History

United States
- Name: USS LST-1104
- Laid down: 1 December 1944
- Launched: 17 January 1945
- Commissioned: 8 February 1945
- Decommissioned: 8 July 1946
- Fate: Sold,; 28 April 1947;
- Stricken: 22 May 1947
- Honours and awards: one battle star

Argentina
- Name: Samba, BDT-12
- Acquired: 28 April 1947
- Out of service: 1958

General characteristics
- Class & type: LST-542-class LST
- Displacement: 1,490 tons (light);; 4,080 tons (full load of 2,100 tons);
- Length: 328 ft (100 m)
- Beam: 50 ft (15 m)
- Draft: 8 ft (2.4 m) forward;; 14 ft 4 in (4.37 m) aft (full load);
- Propulsion: Two diesel engines, two shafts
- Speed: 10.8 knots (20 km/h) (max);; 9 knots (17 km/h) (econ);
- Complement: 7 officers, 204 enlisted
- Armament: 8 × 40 mm guns;; 12 × 20 mm guns;

= USS LST-1104 =

American naval vessel

USS LST-1104 was an LST-542-class tank landing ship in the United States Navy.

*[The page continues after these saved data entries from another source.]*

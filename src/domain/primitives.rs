//! Domain primitives: TimeMs, Platform, ActionType and the foreign-key ids.

use chrono::{DateTime, TimeZone, Utc};
use serde::{Deserialize, Serialize};

/// Time in milliseconds since Unix epoch (UTC).
#[derive(Debug, Clone, Copy, PartialEq, Eq, PartialOrd, Ord, Hash, Serialize, Deserialize)]
pub struct TimeMs(pub i64);

impl TimeMs {
    pub fn new(ms: i64) -> Self {
        TimeMs(ms)
    }

    pub fn as_i64(&self) -> i64 {
        self.0
    }

    pub fn now() -> Self {
        TimeMs(Utc::now().timestamp_millis())
    }

    pub fn from_datetime(dt: DateTime<Utc>) -> Self {
        TimeMs(dt.timestamp_millis())
    }

    /// Convert back to a UTC datetime; out-of-range values clamp to the epoch.
    pub fn to_datetime(&self) -> DateTime<Utc> {
        Utc.timestamp_millis_opt(self.0)
            .single()
            .unwrap_or(DateTime::<Utc>::UNIX_EPOCH)
    }
}

/// Affiliate network / checkout platform a sale came from.
///
/// Parsed case-insensitively; unknown platforms are kept verbatim
/// (lowercased) so they still group and filter consistently.
#[derive(Debug, Clone, PartialEq, Eq, PartialOrd, Ord, Hash, Serialize, Deserialize)]
#[serde(from = "String", into = "String")]
pub enum Platform {
    Buygoods,
    Clickbank,
    Cartpanda,
    Digistore,
    Other(String),
}

impl Platform {
    pub fn parse(s: &str) -> Self {
        match s.trim().to_ascii_lowercase().as_str() {
            "buygoods" => Platform::Buygoods,
            "clickbank" => Platform::Clickbank,
            "cartpanda" => Platform::Cartpanda,
            "digistore" | "digistore24" => Platform::Digistore,
            other => Platform::Other(other.to_string()),
        }
    }

    pub fn as_str(&self) -> &str {
        match self {
            Platform::Buygoods => "buygoods",
            Platform::Clickbank => "clickbank",
            Platform::Cartpanda => "cartpanda",
            Platform::Digistore => "digistore",
            Platform::Other(s) => s.as_str(),
        }
    }
}

impl Default for Platform {
    fn default() -> Self {
        Platform::Other(String::new())
    }
}

impl From<String> for Platform {
    fn from(value: String) -> Self {
        Platform::parse(&value)
    }
}

impl From<Platform> for String {
    fn from(value: Platform) -> Self {
        value.as_str().to_string()
    }
}

impl std::fmt::Display for Platform {
    fn fmt(&self, f: &mut std::fmt::Formatter<'_>) -> std::fmt::Result {
        write!(f, "{}", self.as_str())
    }
}

/// Classification of a sales event.
#[derive(Debug, Clone, PartialEq, Eq, PartialOrd, Ord, Hash, Serialize, Deserialize)]
#[serde(from = "String", into = "String")]
pub enum ActionType {
    FrontSale,
    BackSale,
    Rebill,
    Refund,
    Chargeback,
    /// Chargeback raised inside the refund window.
    ChargebackRefundTime,
    Other(String),
}

impl ActionType {
    pub fn parse(s: &str) -> Self {
        match s.trim().to_ascii_lowercase().as_str() {
            "front_sale" | "frontsale" | "front" => ActionType::FrontSale,
            "back_sale" | "backsale" | "upsell" => ActionType::BackSale,
            "rebill" | "recurring" => ActionType::Rebill,
            "refund" => ActionType::Refund,
            "chargeback" => ActionType::Chargeback,
            "chargebackrefundtime" | "chargeback_refund_time" => ActionType::ChargebackRefundTime,
            other => ActionType::Other(other.to_string()),
        }
    }

    pub fn as_str(&self) -> &str {
        match self {
            ActionType::FrontSale => "front_sale",
            ActionType::BackSale => "back_sale",
            ActionType::Rebill => "rebill",
            ActionType::Refund => "refund",
            ActionType::Chargeback => "chargeback",
            ActionType::ChargebackRefundTime => "chargebackrefundtime",
            ActionType::Other(s) => s.as_str(),
        }
    }

    /// Sales that bring money in: front sales, back sales and rebills.
    pub fn is_income(&self) -> bool {
        matches!(
            self,
            ActionType::FrontSale | ActionType::BackSale | ActionType::Rebill
        )
    }

    /// Events whose cost is computed by the refund calculator.
    pub fn is_refund_class(&self) -> bool {
        matches!(
            self,
            ActionType::Refund | ActionType::Chargeback | ActionType::ChargebackRefundTime
        )
    }

    pub fn is_chargeback(&self) -> bool {
        matches!(
            self,
            ActionType::Chargeback | ActionType::ChargebackRefundTime
        )
    }
}

impl Default for ActionType {
    fn default() -> Self {
        ActionType::Other(String::new())
    }
}

impl From<String> for ActionType {
    fn from(value: String) -> Self {
        ActionType::parse(&value)
    }
}

impl From<ActionType> for String {
    fn from(value: ActionType) -> Self {
        value.as_str().to_string()
    }
}

impl std::fmt::Display for ActionType {
    fn fmt(&self, f: &mut std::fmt::Formatter<'_>) -> std::fmt::Result {
        write!(f, "{}", self.as_str())
    }
}

/// Affiliate foreign key.
#[derive(Debug, Clone, PartialEq, Eq, PartialOrd, Ord, Hash, Serialize, Deserialize)]
pub struct AffiliateId(pub String);

impl AffiliateId {
    pub fn new(id: String) -> Self {
        AffiliateId(id)
    }

    pub fn as_str(&self) -> &str {
        &self.0
    }
}

impl std::fmt::Display for AffiliateId {
    fn fmt(&self, f: &mut std::fmt::Formatter<'_>) -> std::fmt::Result {
        write!(f, "{}", self.0)
    }
}

/// Product foreign key.
#[derive(Debug, Clone, PartialEq, Eq, PartialOrd, Ord, Hash, Serialize, Deserialize)]
pub struct ProductId(pub String);

impl ProductId {
    pub fn new(id: String) -> Self {
        ProductId(id)
    }

    pub fn as_str(&self) -> &str {
        &self.0
    }
}

impl std::fmt::Display for ProductId {
    fn fmt(&self, f: &mut std::fmt::Formatter<'_>) -> std::fmt::Result {
        write!(f, "{}", self.0)
    }
}

#[cfg(test)]
mod tests {
    use super::*;

    #[test]
    fn test_platform_parse_case_insensitive() {
        assert_eq!(Platform::parse("BUYGOODS"), Platform::Buygoods);
        assert_eq!(Platform::parse(" ClickBank "), Platform::Clickbank);
        assert_eq!(Platform::parse("Digistore24"), Platform::Digistore);
        assert_eq!(
            Platform::parse("Stripe"),
            Platform::Other("stripe".to_string())
        );
    }

    #[test]
    fn test_platform_serializes_lowercase() {
        let json = serde_json::to_string(&Platform::Cartpanda).unwrap();
        assert_eq!(json, "\"cartpanda\"");
        let parsed: Platform = serde_json::from_str("\"CARTPANDA\"").unwrap();
        assert_eq!(parsed, Platform::Cartpanda);
    }

    #[test]
    fn test_action_type_classes() {
        assert!(ActionType::FrontSale.is_income());
        assert!(ActionType::Rebill.is_income());
        assert!(!ActionType::Refund.is_income());
        assert!(ActionType::ChargebackRefundTime.is_refund_class());
        assert!(ActionType::ChargebackRefundTime.is_chargeback());
        assert!(!ActionType::Refund.is_chargeback());
        assert!(!ActionType::Other("neworder".to_string()).is_refund_class());
    }

    #[test]
    fn test_action_type_roundtrips_through_string() {
        for s in [
            "front_sale",
            "back_sale",
            "rebill",
            "refund",
            "chargeback",
            "chargebackrefundtime",
        ] {
            assert_eq!(ActionType::parse(s).as_str(), s);
        }
    }

    #[test]
    fn test_timems_datetime_conversion() {
        let t = TimeMs::new(1_700_000_000_000);
        assert_eq!(TimeMs::from_datetime(t.to_datetime()), t);
    }
}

Like many of her class, she was not named and is properly referred to by her hull designation.

== Operational history ==
LST-1104 was laid down on 1 December 1944 at Evansville, Indiana, by the Missouri Valley Bridge & Iron Co.; launched on 17 January 1945; sponsored by Mrs. Walter G. Koch; and commissioned on 8 February 1945.

During World War II, LST-1104 was assigned to the Asiatic-Pacific theater and participated in the assault and occupation of Okinawa Gunto in June 1945. Following the war, she performed occupation duty in the Far East and saw service in China until early April 1946. She was decommissioned on 8 July 1946. On 28 April 1947, the ship was sold to the Quarterman Corp. for operation, and sailed under the Panamanian flag. She was struck from the Navy list on 22 May 1947.

LST-1104 earned one battle star for World War II service.

=== Argentine service ===

In Argentine service, LST-1104 was briefly renamed Samba, possibly only before she was taken up by the Argentine Navy, where she was redesignated BDT-12. She was retired in 1958.